As it was, MacDonald just drank - a lot. Two years ago he stopped - a transition that inspired The Guy Who Came in from the Cold, the lead track of the new album, the band's third for Edmonton's Stony Plain Records. The song swings between confessions of past excess and a celebration of redemption, and may be one of the most quietly poignant and honest things MacDonald has ever written.
"I don't want to limit it to drinking," he said of the song. "It's more about a turning point in anyone's life. When you go through a great change there's always some kind of transition between when the change happens and when you get used to it.
"The song is about that transition, about looking back over the line to where you were and where you've got to go. I'm 31, and even if I wasn't an alcoholic, it's time for me to start applying what I've learned. It's time to accept the aging process."

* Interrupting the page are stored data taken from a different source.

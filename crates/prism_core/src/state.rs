//! State handle and views
//!
//! [`StateHandle`] ties the pieces together: the node arena, the subscription
//! registry, the computed-property table, and the deferred recompute queue.
//! One handle owns one engine instance - there is no process-wide registry;
//! the hosting application creates a handle and passes it to collaborators.
//!
//! All access is single-threaded and cooperative. Interior mutability is
//! `RefCell`/`Cell`; no borrow is held across a user callback, so callbacks
//! may freely read, write, subscribe, and unsubscribe re-entrantly.
//!
//! # Views
//!
//! [`StateRef`] is the explicit-accessor rendition of transparent property
//! interception: reading a composite key yields a fresh sub-view for the
//! extended path, scalars pass through as values, and writes route into the
//! shared arena followed by notification. Views are live aliases over the one
//! physical graph, not copies - two views of the same location observe each
//! other's writes. View identity is not stable across reads: each access
//! constructs a fresh view, and a view whose node was replaced wholesale
//! becomes inert rather than resurrecting freed state.

use std::cell::{Cell, RefCell};
use std::collections::VecDeque;
use std::panic::{catch_unwind, AssertUnwindSafe};
use std::rc::Rc;

use rustc_hash::FxHashSet;

use crate::computed::{self, ComputedTable};
use crate::observe::{SubscriberFn, SubscriptionHandle, SubscriptionRegistry};
use crate::path;
use crate::store::{NodeArena, WriteOutcome};
use crate::value::Value;

/// Recording session for automatic dependency discovery
///
/// Passed explicitly into tracked views rather than living in ambient
/// storage; every path read through a view carrying the session lands in the
/// set.
pub(crate) type Tracker = Rc<RefCell<FxHashSet<String>>>;

/// Shared engine state behind a [`StateHandle`]
pub(crate) struct StateInner {
    pub(crate) arena: RefCell<NodeArena>,
    pub(crate) registry: RefCell<SubscriptionRegistry>,
    pub(crate) computed: RefCell<ComputedTable>,
    /// Names of computed properties awaiting a deferred recompute
    pub(crate) queue: RefCell<VecDeque<String>>,
    pub(crate) flushing: Cell<bool>,
    pub(crate) destroyed: Cell<bool>,
}

/// Counters describing a state instance
#[derive(Debug, Clone)]
pub struct StateStats {
    pub node_count: usize,
    pub subscription_count: usize,
    pub computed_count: usize,
    pub pending_recomputes: usize,
}

/// Handle to one reactive state instance (cheap to clone)
#[derive(Clone)]
pub struct StateHandle {
    inner: Rc<StateInner>,
}

impl StateHandle {
    /// Create a state instance from initial data
    pub fn new(initial: impl Into<Value>) -> Self {
        Self {
            inner: Rc::new(StateInner {
                arena: RefCell::new(NodeArena::new(initial.into())),
                registry: RefCell::new(SubscriptionRegistry::new()),
                computed: RefCell::new(ComputedTable::new()),
                queue: RefCell::new(VecDeque::new()),
                flushing: Cell::new(false),
                destroyed: Cell::new(false),
            }),
        }
    }

    pub(crate) fn inner(&self) -> &Rc<StateInner> {
        &self.inner
    }

    /// Register a callback at an exact path
    ///
    /// The callback fires when that path changes, and when any descendant
    /// changes (with the current value of the subscribed path). Subscriptions
    /// persist until disposed, `unsubscribe_all`, or `destroy`.
    pub fn subscribe(&self, path: &str, callback: impl Fn(&Value) + 'static) -> SubscriptionHandle {
        if self.inner.destroyed.get() {
            return SubscriptionHandle::inert();
        }
        let id = self
            .inner
            .registry
            .borrow_mut()
            .insert(path, Rc::new(callback) as SubscriberFn);
        SubscriptionHandle::new(Rc::downgrade(&self.inner), path.to_string(), id)
    }

    /// Read the value at a dot-path; `None` on any missing segment
    ///
    /// Computed properties resolve through their cache, re-evaluating first if
    /// dirty.
    pub fn get_nested_value(&self, path: &str) -> Option<Value> {
        read_path(&self.inner, path, None)
    }

    /// Whether a value exists at the path
    pub fn contains(&self, path: &str) -> bool {
        self.get_nested_value(path).is_some()
    }

    /// Write a value at a dot-path
    ///
    /// Returns `true` when a change was committed and notified. Writing a
    /// structurally identical scalar, writing under a missing intermediate
    /// path, or writing after `destroy` commits nothing and returns `false`.
    pub fn set(&self, path: &str, value: impl Into<Value>) -> bool {
        set_value(&self.inner, path, value.into())
    }

    /// Read-modify-write at a path (missing values read as `Null`)
    pub fn update(&self, path: &str, f: impl FnOnce(Value) -> Value) -> bool {
        let current = self.get_nested_value(path).unwrap_or(Value::Null);
        self.set(path, f(current))
    }

    /// View of the root of the state graph
    pub fn root(&self) -> StateRef {
        StateRef::new(self.inner.clone(), String::new(), None)
    }

    /// Materialize the whole data graph
    ///
    /// Computed properties appear once their values have been written back by
    /// a recompute pass.
    pub fn snapshot(&self) -> Value {
        if self.inner.destroyed.get() {
            return Value::Null;
        }
        self.inner.arena.borrow().snapshot_root()
    }

    /// Synchronously drain all scheduled computed recomputations
    pub fn flush_pending_recomputations(&self) {
        computed::flush(&self.inner);
    }

    /// Drop every subscription, including computed dependency links
    ///
    /// Computed properties stay defined and readable, but no longer observe
    /// their dependencies; an evaluation after this re-registers the links it
    /// still needs. Safe to call repeatedly.
    pub fn unsubscribe_all(&self) {
        self.inner.registry.borrow_mut().clear();
        self.inner.computed.borrow_mut().forget_links();
    }

    /// Tear the instance down; idempotent
    ///
    /// Subsequent reads return `None` and writes are inert no-ops (no panic,
    /// no notification).
    pub fn destroy(&self) {
        if self.inner.destroyed.replace(true) {
            return;
        }
        self.inner.registry.borrow_mut().clear();
        self.inner.computed.borrow_mut().clear();
        self.inner.queue.borrow_mut().clear();
        self.inner.arena.borrow_mut().reset();
    }

    /// Counters for diagnostics and tests
    pub fn stats(&self) -> StateStats {
        StateStats {
            node_count: self.inner.arena.borrow().node_count(),
            subscription_count: self.inner.registry.borrow().len(),
            computed_count: self.inner.computed.borrow().len(),
            pending_recomputes: self.inner.queue.borrow().len(),
        }
    }
}

impl std::fmt::Debug for StateHandle {
    fn fmt(&self, f: &mut std::fmt::Formatter<'_>) -> std::fmt::Result {
        f.debug_struct("StateHandle")
            .field("destroyed", &self.inner.destroyed.get())
            .finish()
    }
}

// ─────────────────────────────────────────────────────────────────────────────
// Views
// ─────────────────────────────────────────────────────────────────────────────

/// A live view of one location in the state graph
pub struct StateRef {
    inner: Rc<StateInner>,
    path: String,
    tracker: Option<Tracker>,
}

impl StateRef {
    pub(crate) fn new(inner: Rc<StateInner>, path: String, tracker: Option<Tracker>) -> Self {
        Self {
            inner,
            path,
            tracker,
        }
    }

    /// The path this view is anchored at (`""` for the root)
    pub fn path(&self) -> &str {
        &self.path
    }

    /// Sub-view for `key`; constructed fresh on every call
    ///
    /// Constructing a child view counts as a read of its path in a tracking
    /// session, mirroring the fact that reaching a nested container is itself
    /// an observation of it.
    pub fn child(&self, key: &str) -> StateRef {
        let full = path::join(&self.path, key);
        if let Some(tracker) = &self.tracker {
            tracker.borrow_mut().insert(full.clone());
        }
        StateRef::new(self.inner.clone(), full, self.tracker.clone())
    }

    /// Snapshot of the value at `key`; `None` when missing
    pub fn get(&self, key: &str) -> Option<Value> {
        read_path(&self.inner, &path::join(&self.path, key), self.tracker.as_ref())
    }

    /// Snapshot of the value this view points at
    pub fn value(&self) -> Option<Value> {
        read_path(&self.inner, &self.path, self.tracker.as_ref())
    }

    /// Write `value` under `key`; same contract as [`StateHandle::set`]
    pub fn set(&self, key: &str, value: impl Into<Value>) -> bool {
        set_value(&self.inner, &path::join(&self.path, key), value.into())
    }
}

impl std::fmt::Debug for StateRef {
    fn fmt(&self, f: &mut std::fmt::Formatter<'_>) -> std::fmt::Result {
        f.debug_struct("StateRef").field("path", &self.path).finish()
    }
}

// ─────────────────────────────────────────────────────────────────────────────
// Read / write / notify internals
// ─────────────────────────────────────────────────────────────────────────────

/// Read a path, recording it into an active tracking session
///
/// A path whose first segment names a computed property resolves through the
/// computed cache (re-evaluating synchronously while dirty); remaining
/// segments navigate into the cached value.
pub(crate) fn read_path(
    inner: &Rc<StateInner>,
    path: &str,
    tracker: Option<&Tracker>,
) -> Option<Value> {
    if inner.destroyed.get() {
        return None;
    }
    if let Some(tracker) = tracker {
        if !path.is_empty() {
            tracker.borrow_mut().insert(path.to_string());
        }
    }
    if path.is_empty() {
        return Some(inner.arena.borrow().snapshot_root());
    }
    let head = path::first(path);
    let is_computed = inner.computed.borrow().contains(head);
    if is_computed {
        let base = computed::read_value(inner, head)?;
        let rest = &path[head.len()..];
        if rest.is_empty() {
            Some(base)
        } else {
            base.get_path(&rest[1..]).cloned()
        }
    } else {
        inner.arena.borrow().get_path(path)
    }
}

/// The write path: diff, commit, notify
pub(crate) fn set_value(inner: &Rc<StateInner>, path: &str, value: Value) -> bool {
    if inner.destroyed.get() {
        return false;
    }
    let delivered = value.clone();
    let outcome = inner.arena.borrow_mut().write_path(path, value);
    match outcome {
        WriteOutcome::Committed => {
            notify(inner, path, &delivered);
            true
        }
        WriteOutcome::Unchanged => false,
        WriteOutcome::Missing => {
            tracing::warn!(path, "write dropped: no such location in state graph");
            false
        }
    }
}

/// Deliver a change at `path`: exact subscribers first, then each strict
/// ancestor nearest-first with the live current value of the ancestor path
pub(crate) fn notify(inner: &Rc<StateInner>, path: &str, value: &Value) {
    if inner.destroyed.get() {
        return;
    }
    deliver(inner, path, value);
    for ancestor in path::ancestors(path) {
        if inner.destroyed.get() {
            return;
        }
        let subscribed = inner.registry.borrow().has(ancestor);
        if subscribed {
            let live = read_path(inner, ancestor, None).unwrap_or(Value::Null);
            deliver(inner, ancestor, &live);
        }
    }
}

/// Invoke one path's subscribers over a defensive snapshot
///
/// A panicking callback is reported and skipped; the rest of the snapshot
/// still runs.
fn deliver(inner: &Rc<StateInner>, path: &str, value: &Value) {
    let snapshot = inner.registry.borrow().snapshot(path);
    for callback in snapshot {
        if catch_unwind(AssertUnwindSafe(|| callback(value))).is_err() {
            tracing::error!(path, "state subscriber panicked during delivery");
        }
    }
}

MacDonald admits that some people aren't too comfortable with the idea of punk rockers growing up.
"I don't want to tell you a sob story, but it's hard to be in a band called Jr. Gone Wild and be 31 years old and a recovering alcoholic and all that stuff.
"There's a few people out there - and I feel sorry for them - that are let down by this change. They need the stupid, obnoxious, drunk Jr. Gone Wild. They want the tragic-figure starving-artist guy. Well, that was great when I was in my twenties, but looking back I'm embarrassed by 50 per cent of the stuff I've said and done, and I don't remember the other 50 per cent."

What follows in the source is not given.